ARTE: O caminho para Assis pavimentado com ternura

Nestas páginas, alguns detalhes da Madona e o Menino entre São João Batista e São João Evangelista, Capela de São Pasquale Baylon, Basílica de Santa Maria in Aracoeli, Roma | 30Giorni.

Arquivo 30Dias nº 11 - 2005

O caminho para Assis pavimentado com ternura

Foi publicado um livro que apresenta ao público em geral as descobertas excepcionais feitas na Basílica de Santa Maria in Aracoeli, em Roma. Esses afrescos, de um artista desconhecido, datam do final do século XIII. As imagens espetaculares são comoventes. E parecem confirmar a hipótese de que artesãos romanos iniciaram a construção revolucionária da Basílica Superior de Assis.

por Giuseppe Frangi

Há cinco anos, a descoberta destes afrescos na última capela da nave direita da Basílica de Santa Maria in Aracoeli causou sensação. Tratava-se de uma capela dedicada a São Pascoal Baylon, catalão canonizado por Alexandre VIII em 1690, e, portanto, coberta por decorações do final do século XVII. Pequenos trabalhos de restauração revelaram vestígios de afrescos do final do século XIII nas paredes laterais. Mas a verdadeira surpresa que aguardava os restauradores estava na parede do fundo: após a remoção do retábulo dedicado ao santo e pintado por Vincenzo Vittoria, um afresco da Madona com o Menino Jesus emergiu em excelentes condições. Nas laterais, os contornos de dois halos elevados podiam ser claramente vistos sob a camada de cal. Hoje, cinco anos após essa descoberta e dois anos após a conclusão da restauração, o ciclo da Capela Baylon foi espetacularmente "vivisseccionado" (graças a uma série de fotografias emocionantes) em um volume editado pelo protagonista dessa redescoberta, Tommaso Strinati (Tommaso Strinati, Aracoeli. Gli affreschi ritrovati , Skira 2005, euro 60,00).

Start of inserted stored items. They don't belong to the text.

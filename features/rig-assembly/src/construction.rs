use std::sync::Arc;

use serde::de::DeserializeOwned;
use serde_json::{Map, Value};

use crate::{
    assembly::Assembly, dependency::DependencySlot, errors::AssemblyError, resolver::Resolver,
};

/// Handle passed to [Unit::construct](crate::Unit::construct).
///
/// Gives access to the unit's validated configuration and its declared
/// dependencies. Only valid while the unit is being constructed.
pub struct Construction<'a> {
    assembly: &'a Assembly,
    identity: &'a str,
    configuration: UnitConfiguration,
    dependencies: &'a [Arc<DependencySlot>],
}

impl<'a> Construction<'a> {
    pub(crate) fn new(
        assembly: &'a Assembly,
        identity: &'a str,
        configuration: UnitConfiguration,
        dependencies: &'a [Arc<DependencySlot>],
    ) -> Self {
        Construction {
            assembly,
            identity,
            configuration,
            dependencies,
        }
    }

    /// The assembly constructing the unit
    pub fn assembly(&self) -> &Assembly {
        self.assembly
    }

    /// The identity token the unit is cached under
    pub fn identity(&self) -> &str {
        self.identity
    }

    pub fn configuration(&self) -> &UnitConfiguration {
        &self.configuration
    }

    /// Resolves the declared dependency `name`
    ///
    /// `R` selects how: `Arc<T>`, `Option<Arc<T>>`, `Deferred<T>` or `DeferredOption<T>`.
    pub fn dependency<R: Resolver>(&self, name: &str) -> Result<R, AssemblyError> {
        R::resolve(self, name)
    }

    pub(crate) fn slot(&self, name: &str) -> Result<&Arc<DependencySlot>, AssemblyError> {
        self.dependencies
            .iter()
            .find(|slot| slot.name() == name)
            .ok_or_else(|| AssemblyError::UndeclaredDependency {
                unit: self.identity.to_owned(),
                name: name.to_owned(),
            })
    }
}

/// Validated configuration of a single unit
#[derive(Debug, Clone, Default, PartialEq)]
pub struct UnitConfiguration {
    identity: String,
    values: Map<String, Value>,
}

impl UnitConfiguration {
    pub(crate) fn new(identity: &str, values: Map<String, Value>) -> Self {
        UnitConfiguration {
            identity: identity.to_owned(),
            values,
        }
    }

    pub fn values(&self) -> &Map<String, Value> {
        &self.values
    }

    pub fn value(&self, key: &str) -> Option<&Value> {
        self.values.get(key)
    }

    pub fn contains(&self, key: &str) -> bool {
        self.values.get(key).is_some_and(|value| !value.is_null())
    }

    /// Reads an optional property, absent and null values are `None`
    pub fn get<T: DeserializeOwned>(&self, key: &str) -> Result<Option<T>, AssemblyError> {
        match self.values.get(key) {
            None | Some(Value::Null) => Ok(None),
            Some(value) => T::deserialize(value)
                .map(Some)
                .map_err(|error| self.property_error(key, error.to_string())),
        }
    }

    /// Reads a property that must be present
    pub fn property<T: DeserializeOwned>(&self, key: &str) -> Result<T, AssemblyError> {
        self.get(key)?
            .ok_or_else(|| self.property_error(key, "missing".to_owned()))
    }

    /// Deserializes the whole configuration into `T`
    pub fn deserialize<T: DeserializeOwned>(&self) -> Result<T, AssemblyError> {
        T::deserialize(&Value::Object(self.values.clone()))
            .map_err(|error| self.property_error("*", error.to_string()))
    }

    fn property_error(&self, key: &str, message: String) -> AssemblyError {
        AssemblyError::Property {
            identity: self.identity.clone(),
            key: key.to_owned(),
            message,
        }
    }
}
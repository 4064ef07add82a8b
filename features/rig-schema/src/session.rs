use std::{cell::RefCell, collections::HashMap, fmt::Debug, marker::PhantomData, sync::Arc};

use parking_lot::Mutex;

use crate::{engine::Engine, errors::SchemaError};

type AfterCommit = Box<dyn FnOnce() + Send>;

/// A session handed out to everyone working on a schema within one [SessionContext]
pub type SharedSession = Arc<Mutex<Session>>;

thread_local! {
    static CONTEXTS: RefCell<Vec<HashMap<String, SharedSession>>> = const { RefCell::new(Vec::new()) };
}

/// A unit of work against one engine
///
/// Statements are buffered until [commit](Session::commit). Callbacks
/// registered with [call_after_commit](Session::call_after_commit) run once
/// the next commit succeeded and are dropped on rollback or close.
pub struct Session {
    engine: Arc<dyn Engine>,
    statements: Vec<String>,
    after_commit: Vec<AfterCommit>,
    closed: bool,
}
impl Debug for Session {
    fn fmt(&self, f: &mut std::fmt::Formatter<'_>) -> std::fmt::Result {
        f.debug_struct("Session")
            .field("url", &self.engine.url())
            .field("statements", &self.statements.len())
            .field("after_commit", &self.after_commit.len())
            .field("closed", &self.closed)
            .finish()
    }
}

impl Session {
    pub fn new(engine: Arc<dyn Engine>) -> Self {
        Session {
            engine,
            statements: Vec::new(),
            after_commit: Vec::new(),
            closed: false,
        }
    }

    pub fn engine(&self) -> &Arc<dyn Engine> {
        &self.engine
    }

    pub fn execute(&mut self, statement: impl Into<String>) -> Result<(), SchemaError> {
        if self.closed {
            return Err(SchemaError::SessionClosed);
        }
        self.statements.push(statement.into());
        Ok(())
    }

    pub fn call_after_commit(&mut self, callback: impl FnOnce() + Send + 'static) {
        self.after_commit.push(Box::new(callback));
    }

    /// Commits buffered statements, then runs the after commit callbacks
    ///
    /// On failure statements and callbacks are kept until the session is rolled back.
    pub fn commit(&mut self) -> Result<(), SchemaError> {
        if self.closed {
            return Err(SchemaError::SessionClosed);
        }

        self.engine
            .transaction(&self.statements)
            .map_err(SchemaError::database("commit", self.engine.url()))?;
        self.statements.clear();

        for callback in std::mem::take(&mut self.after_commit) {
            callback();
        }
        Ok(())
    }

    pub fn rollback(&mut self) {
        self.statements.clear();
        self.after_commit.clear();
    }

    /// Discards uncommitted work, the session can not be used afterwards
    pub fn close(&mut self) {
        self.rollback();
        self.closed = true;
    }

    pub fn is_closed(&self) -> bool {
        self.closed
    }
}

impl Drop for Session {
    fn drop(&mut self) {
        if !self.statements.is_empty() {
            tracing::debug!(
                "Discarding {} uncommitted statements for '{}'",
                self.statements.len(),
                self.engine.url()
            );
        }
    }
}

/// Scope sharing one session per schema on the calling thread
///
/// While a context is alive, [SchemaInterface::get_session](crate::SchemaInterface::get_session)
/// returns the same session for the same schema. Dropping the context closes
/// those sessions. Contexts nest, an inner context opens its own sessions.
#[must_use = "sessions are only shared while the context is alive"]
pub struct SessionContext {
    depth: usize,
    _not_send: PhantomData<*const ()>,
}

impl SessionContext {
    pub fn enter() -> SessionContext {
        let depth = CONTEXTS.with(|contexts| {
            let mut contexts = contexts.borrow_mut();
            contexts.push(HashMap::new());
            contexts.len()
        });
        SessionContext {
            depth,
            _not_send: PhantomData,
        }
    }

    /// Checks if a context is open on the calling thread
    pub fn is_active() -> bool {
        CONTEXTS.with(|contexts| !contexts.borrow().is_empty())
    }

    /// The session for `schema` in the innermost context, opened with `open` on first use
    ///
    /// `None` when no context is open.
    pub(crate) fn session(
        schema: &str,
        open: impl FnOnce() -> Result<Session, SchemaError>,
    ) -> Result<Option<SharedSession>, SchemaError> {
        let existing = CONTEXTS.with(|contexts| {
            contexts
                .borrow()
                .last()
                .map(|context| context.get(schema).cloned())
        });
        match existing {
            None => Ok(None),
            Some(Some(session)) => Ok(Some(session)),
            Some(None) => {
                let session = Arc::new(Mutex::new(open()?));
                CONTEXTS.with(|contexts| {
                    if let Some(context) = contexts.borrow_mut().last_mut() {
                        context.insert(schema.to_owned(), session.clone());
                    }
                });
                Ok(Some(session))
            }
        }
    }
}

impl Debug for SessionContext {
    fn fmt(&self, f: &mut std::fmt::Formatter<'_>) -> std::fmt::Result {
        f.debug_struct("SessionContext")
            .field("depth", &self.depth)
            .finish()
    }
}

impl Drop for SessionContext {
    fn drop(&mut self) {
        let closing: Vec<HashMap<String, SharedSession>> = CONTEXTS
            .try_with(|contexts| {
                let mut contexts = contexts.borrow_mut();
                let keep = contexts.len().min(self.depth.saturating_sub(1));
                contexts.split_off(keep)
            })
            .unwrap_or_default();

        for (schema, session) in closing.into_iter().flatten() {
            tracing::trace!("Closing session of schema '{schema}'");
            session.lock().close();
        }
    }
}

#[cfg(test)]
mod tests {
    use std::sync::{
        atomic::{AtomicUsize, Ordering},
        Arc,
    };

    use super::*;
    use crate::engine::{Connector, MemoryConnector};

    fn session() -> (Session, Arc<MemoryConnector>) {
        let connector = Arc::new(MemoryConnector::new());
        let engine = connector.connect("memory:///example", false).unwrap();
        (Session::new(engine), connector)
    }

    #[test]
    fn test_after_commit_runs_once() {
        let (mut session, connector) = session();
        let calls = Arc::new(AtomicUsize::new(0));

        let counter = calls.clone();
        session.call_after_commit(move || {
            counter.fetch_add(1, Ordering::SeqCst);
        });
        session.execute("insert into a values (1)").unwrap();
        assert_eq!(calls.load(Ordering::SeqCst), 0);

        session.commit().unwrap();
        session.commit().unwrap();

        assert_eq!(calls.load(Ordering::SeqCst), 1);
        assert_eq!(connector.engines()[0].statements(), vec!["insert into a values (1)"]);
    }

    #[test]
    fn test_rollback_discards_callbacks() {
        let (mut session, connector) = session();
        let calls = Arc::new(AtomicUsize::new(0));

        let counter = calls.clone();
        session.call_after_commit(move || {
            counter.fetch_add(1, Ordering::SeqCst);
        });
        session.execute("insert into a values (1)").unwrap();
        session.rollback();
        session.commit().unwrap();

        assert_eq!(calls.load(Ordering::SeqCst), 0);
        assert!(connector.engines()[0].statements().is_empty());
    }

    #[test]
    fn test_closed_session() {
        let (mut session, _) = session();
        session.call_after_commit(|| panic!("must not run"));
        session.close();

        assert!(session.is_closed());
        assert!(matches!(session.execute("select 1"), Err(SchemaError::SessionClosed)));
        assert!(matches!(session.commit(), Err(SchemaError::SessionClosed)));
    }

    #[test]
    fn test_failed_commit_keeps_callbacks() {
        let (mut session, _) = session();
        let calls = Arc::new(AtomicUsize::new(0));

        let counter = calls.clone();
        session.call_after_commit(move || {
            counter.fetch_add(1, Ordering::SeqCst);
        });
        session.engine().dispose();

        assert!(matches!(session.commit(), Err(SchemaError::Database { .. })));
        assert_eq!(calls.load(Ordering::SeqCst), 0);
    }

    #[test]
    fn test_context_scopes_sessions() {
        let (session, _) = session();
        let engine = session.engine().clone();
        let open = || Ok(Session::new(engine.clone()));

        assert!(!SessionContext::is_active());
        assert!(SessionContext::session("example", open).unwrap().is_none());

        let outer = SessionContext::enter();
        let first = SessionContext::session("example", open).unwrap().unwrap();
        let again = SessionContext::session("example", open).unwrap().unwrap();
        let other = SessionContext::session("other", open).unwrap().unwrap();
        assert!(Arc::ptr_eq(&first, &again));
        assert!(!Arc::ptr_eq(&first, &other));

        {
            let _inner = SessionContext::enter();
            let inner = SessionContext::session("example", open).unwrap().unwrap();
            assert!(!Arc::ptr_eq(&first, &inner));
        }
        assert!(!first.lock().is_closed());

        drop(outer);
        assert!(first.lock().is_closed());
        assert!(other.lock().is_closed());
        assert!(!SessionContext::is_active());
    }
}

Mas antes de folhear essas imagens, precisamos dar um passo para trás. De fato, a importância desses afrescos reside no contexto artístico em que estão inseridos. Um contexto fundamental para o desenvolvimento da história da arte italiana: aquele período crucial entre a estadia de Cimabue em Roma (1272) e o início da construção da Basílica Superior de Assis (a partir de 1297). Foi precisamente naqueles anos que ocorreu o extraordinário florescimento dos afrescos e mosaicos na Roma do final do século XIII, com três personalidades que se destacam acima de todas as outras: Iacopo Torriti, Filippo Rusuti e Pietro Cavallini.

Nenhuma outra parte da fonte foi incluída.